Coach. Coach Leet. Smoach. Don.
No matter how you addressed him, when you saw Don Leet in Augsbury, on the field, in the classroom, or even at the poker table, you knew your interaction with him was going to make you a better person.
I played for—and coached with—Don, and we stayed in close contact over the years. In the weeks and months since his death in June, I find that I’m still learning from him through the stories that his former players and colleagues continue to tell.
It wasn’t the locker room speeches or the Xs and Os that set Coach Leet apart. Coaching—or any sort of partnership that is ultimately going to mean something—starts and ends with relationships. Coach Leet was a master at creating, building, and sustaining meaningful and purposeful relationships. Those relationships extended far beyond the lines of an athletic field, the walls of a classroom, or even the finality that a graduation ceremony implies.
One way Coach Leet built those relationships was through his style of communication. He spoke with us, not at us. He was always honest—even if what he had to say wasn’t exactly what we wanted to hear. Some of his best advice came during the most difficult times in a student-athlete’s career, whether the issue be related to sport, academics, or our personal lives. It was in these one-on-one interactions that we, his players, remain indebted to Coach for his sincerity and heartfelt guidance. He always had his players’ best interest at heart. It was never about him.
Coach Leet also believed in positive reinforcement. He helped student-athletes lay out a plan of action, provided them with a formula to attack that plan, and continued to provide positive feedback to keep them on track. His use of sport psychology to get the most out of his athletes was well ahead of his time.
He was always asking athletes to step out of their comfort zone—play a different position, try a new sport, or push themselves a little bit harder. He did not dwell on your limitations, but rather your potential, which he would try to draw out of you from every possible angle. He allowed individuals and the team to take ownership, while providing us with a framework to succeed and achieve our goals. As he said when he was inducted into the Intercollegiate Men’s Lacrosse Coaches Association Hall of Fame last year, he wanted competitors, not performers.
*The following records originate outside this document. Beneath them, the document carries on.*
use async_trait::async_trait;

use super::hives_model::{Hive, NewHive};
use crate::errors::Result;

/// Persistence contract for hives. Every call is scoped to one user.
#[async_trait]
pub trait HiveRepositoryTrait: Send + Sync {
    fn list(&self, user_id: &str) -> Result<Vec<Hive>>;
    fn get_by_id(&self, user_id: &str, hive_id: &str) -> Result<Hive>;
    async fn create(&self, user_id: &str, new_hive: NewHive) -> Result<Hive>;
    async fn update(&self, user_id: &str, hive_id: &str, changes: NewHive) -> Result<Hive>;
    /// Returns the number of deleted rows.
    async fn delete(&self, user_id: &str, hive_id: &str) -> Result<usize>;
}

#[async_trait]
pub trait HiveServiceTrait: Send + Sync {
    fn list_hives(&self, user_id: &str) -> Result<Vec<Hive>>;
    fn get_hive(&self, user_id: &str, hive_id: &str) -> Result<Hive>;
    async fn create_hive(&self, user_id: &str, new_hive: NewHive) -> Result<Hive>;
    async fn update_hive(&self, user_id: &str, hive_id: &str, changes: NewHive) -> Result<Hive>;
    async fn delete_hive(&self, user_id: &str, hive_id: &str) -> Result<()>;
}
The cornerstone of his coaching was building trust, and Coach Leet earned his players’ trust by how he lived his life: as a husband to Maureen, as a father to his five daughters, as a valued professor, and pillar of the Canton community. He loved to get to know the person, not just the athlete. So many of our best memories of Coach were fishing or hunting trips, or just sitting around a pool in Florida deep in conversation, maybe even with some cold refreshments nearby.
Sadly, we have lost a legend in our St. Lawrence community, our lacrosse community, and in so many other circles that Don impacted. We lost a giant of a man, a gentle giant, who will continue to live on in us.
Mike Mahoney has been the head men’s lacrosse coach at St. Lawrence since Don Leet retired in 1997.